In this study, we used 10 cotton (Gossypium hirsutum Linn.) cultivars to perform a seed treatment with MC to investigate lateral root formation, and selected a MC sensitive cotton cultivar for dynamic monitor of root growth and transcriptome analysis during lateral root development upon MC seed treatment.

Results

The results showed that MC treated seeds promotes the lateral root formation in a dosage-depended manner and the effective promotion region is within 5 cm from the base of primary root. MC treated seeds induce endogenous auxin level by altering gene expression of both gibberellin (GA) biosynthesis and signaling and abscisic acid (ABA) signaling. Meanwhile, MC treated seeds differentially express genes involved in indole acetic acid (IAA) synthesis and transport. Furthermore, MC-induced IAA regulates the expression of genes related to cell cycle and division for lateral root development.

Conclusions

Our data suggest that MC orchestrates GA and ABA metabolism and signaling, which further regulates auxin biosynthesis, transport, and signaling to promote the cell division responsible for lateral root formation.

The root system plays a pivotal role for plant growth by providing above ground mechanical support and controlling water and nutrient acquisition. Lateral roots, the major part of the root system in terms of root length and number, have crucial physiological capacities for water and nutrient uptake [1], and serve as the primary interface in response to heterogeneous soil environments [2]. Thus, the development of lateral roots has a decisive influence on both crop growth and harvest yield [3, 4].

The development of lateral roots is modulated by the regulatory networks integrating both genetic factors and endogenous hormones. Lateral root initiation originates from asymmetric cell division of xylem pole-pericycle cells induced by auxin-accumulation [5,6,7,8,9,10]. In plants, cell cycle and cell division progression are promoted by both the induction of positive regulators, such as cyclins (CYCs) and cyclin dependent kinases (CDKs), and the repression of negative regulators, including Kip-related proteins (KRPs) [11, 12]. The A-type CDKs and D-type CYCs complex play a critical role in cell cycle by regulating the G1-to-S transition. The G2-to-M checkpoint, regulating cell cycle progression to the mitotic phase, is mainly controlled by B-type CDKs and A- or B-type CYCs [13,14,15].

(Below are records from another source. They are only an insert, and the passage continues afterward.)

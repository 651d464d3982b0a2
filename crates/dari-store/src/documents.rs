//! CRUD operations for [`Document`] rows.

use chrono::{DateTime, Utc};
use rusqlite::{params, OptionalExtension};

use crate::database::Database;
use crate::error::{Result, StoreError};
use crate::models::{merge_fields, Document, Precondition};

impl Database {
    // ------------------------------------------------------------------
    // Create
    // ------------------------------------------------------------------

    /// Insert a new document. Fails if `(collection, id)` already exists.
    pub fn insert_document(
        &self,
        collection: &str,
        id: &str,
        data: &serde_json::Value,
    ) -> Result<Document> {
        let now = Utc::now();
        self.conn().execute(
            "INSERT INTO documents (collection, id, data, created_at, updated_at)
             VALUES (?1, ?2, ?3, ?4, ?4)",
            params![collection, id, serde_json::to_string(data)?, now.to_rfc3339()],
        )?;
        Ok(Document {
            id: id.to_string(),
            data: data.clone(),
            created_at: now,
            updated_at: now,
        })
    }

    // ------------------------------------------------------------------
    // Read
    // ------------------------------------------------------------------

    /// Fetch a single document.
    pub fn get_document(&self, collection: &str, id: &str) -> Result<Document> {
        self.find_document(collection, id)?
            .ok_or(StoreError::NotFound)
    }

    /// Fetch a single document, `None` if absent.
    pub fn find_document(&self, collection: &str, id: &str) -> Result<Option<Document>> {
        let row = self
            .conn()
            .query_row(
                "SELECT id, data, created_at, updated_at
                 FROM documents
                 WHERE collection = ?1 AND id = ?2",
                params![collection, id],
                read_row,
            )
            .optional()?;
        row.map(row_to_document).transpose()
    }

    /// All documents of a collection in insertion order.
    pub fn list_documents(&self, collection: &str) -> Result<Vec<Document>> {
        let mut stmt = self.conn().prepare(
            "SELECT id, data, created_at, updated_at
             FROM documents
             WHERE collection = ?1
             ORDER BY seq ASC",
        )?;

        let rows = stmt.query_map(params![collection], read_row)?;

        let mut documents = Vec::new();
        for row in rows {
            documents.push(row_to_document(row?)?);
        }
        Ok(documents)
    }

    // ------------------------------------------------------------------
    // Update
    // ------------------------------------------------------------------

    /// Merge top-level fields into an existing document if `precondition`
    /// holds. Returns the updated document.
    pub fn update_document(
        &self,
        collection: &str,
        id: &str,
        patch: serde_json::Map<String, serde_json::Value>,
        precondition: &Precondition,
    ) -> Result<Document> {
        let mut doc = self.get_document(collection, id)?;
        precondition.check(&doc.data)?;
        merge_fields(&mut doc.data, patch)?;

        let now = Utc::now();
        self.conn().execute(
            "UPDATE documents SET data = ?1, updated_at = ?2
             WHERE collection = ?3 AND id = ?4",
            params![serde_json::to_string(&doc.data)?, now.to_rfc3339(), collection, id],
        )?;
        doc.updated_at = now;
        Ok(doc)
    }

    // ------------------------------------------------------------------
    // Delete
    // ------------------------------------------------------------------

    /// Delete one document. Returns `false` if it did not exist.
    pub fn delete_document(&self, collection: &str, id: &str) -> Result<bool> {
        let affected = self.conn().execute(
            "DELETE FROM documents WHERE collection = ?1 AND id = ?2",
            params![collection, id],
        )?;
        Ok(affected > 0)
    }
}

type RawRow = (String, String, String, String);

fn read_row(row: &rusqlite::Row<'_>) -> rusqlite::Result<RawRow> {
    Ok((row.get(0)?, row.get(1)?, row.get(2)?, row.get(3)?))
}

fn row_to_document((id, data, created_at, updated_at): RawRow) -> Result<Document> {
    Ok(Document {
        id,
        data: serde_json::from_str(&data)?,
        created_at: DateTime::parse_from_rfc3339(&created_at)?.with_timezone(&Utc),
        updated_at: DateTime::parse_from_rfc3339(&updated_at)?.with_timezone(&Utc),
    })
}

Auxin transport affects the asymmetric cell division [5, 6, 16,17,18]. Directional transport of auxin is controlled by the asymmetric distribution of auxin carriers, including the influx carrier, AUXIN TRANSPORTER PROTEIN 1 (AUX1) /like AUX1 (LAX), and the efflux carriers of the PIN-FORMED (PIN) family. AUX1 facilitates shoot-derived indole acetic acid (IAA) loading to the vascular transport system. LAXs mediates the formation of auxin gradient to generate acropetal auxin transport within inner tissues of the root apex and basipetal auxin transport within outer tissues of the root apex [19]. The PINs locates in a polar fashion, allowing directional auxin transport and the establishment of local auxin maxima and minima [5, 17, 20].

Auxin/Indole-3-Acetic Acid (Aux/IAAs), AUXIN RESPONSE FACTOR (ARF), and SMALL AUXIN UP RNA (SAUR) are key members responsible for auxin signal transduction. IAA14/SLR (SOLITARY ROOT)-ARF7-ARF19 and IAA12/BDL (BODENLOS)-ARF5 are important auxin signal modules involved in lateral root initiation [21,22,23]. Auxin-induced degradation of Aux/IAA proteins releases ARF7 and ARF19 transcription factors to activate downstream gene expression for lateral root initiation [23,24,25]. LBD (LATERAL ORGAN BOUNDARIES DOMAIN) transcription factor family, function in lateral root formation, is identified as one of the direct downstream components of ARF7 and ARF19 [22, 25,26,27].

In addition to auxin, other plant hormones, including gibberellin (GA), abscisic acid (ABA), ethylene, and jasmonate (JA), also have influence on lateral root formation in an auxin-dependent manner. GA negatively affects lateral root formation partially by the regulation of polar auxin transport in Populus [28]. The ABA receptor PYL8 promotes lateral root growth by enhancing auxin signaling [29, 30]. ABSCISIC ACID-INSENSITIVE 4 (ABI4) inhibits polar auxin transport by decreasing the expression of PIN1 to influence lateral root formation [31]. Ethylene affects auxin signaling and transport to regulate root development [32, 33]. JA promotes lateral root formation by directly inducing the auxin biosynthesis and/or modulating PIN2 accumulation on the plasma membrane [34, 35].

A plant growth regulator mepiquat chloride (MC), a gibberellin synthetic growth retardant, blocks the ent-copalyl diphosphate synthase (CPS) and ent-kaurene synthase (KS) in the early steps of GA metabolism [36]. MC is a water-soluble organic molecule and regulates the plant growth upon soaking seeds or spraying leaves with this molecule [37]. MC has been commonly used in cotton production to shorten internode elongation, reduce main stem nodes, and decrease plant height, leading to a more compact plant architecture [38,39,40,41]. Apart from plant canopy manipulation, MC also enhances root growth by increasing numbers of lateral roots. However, the underlying mechanism is largely unknown.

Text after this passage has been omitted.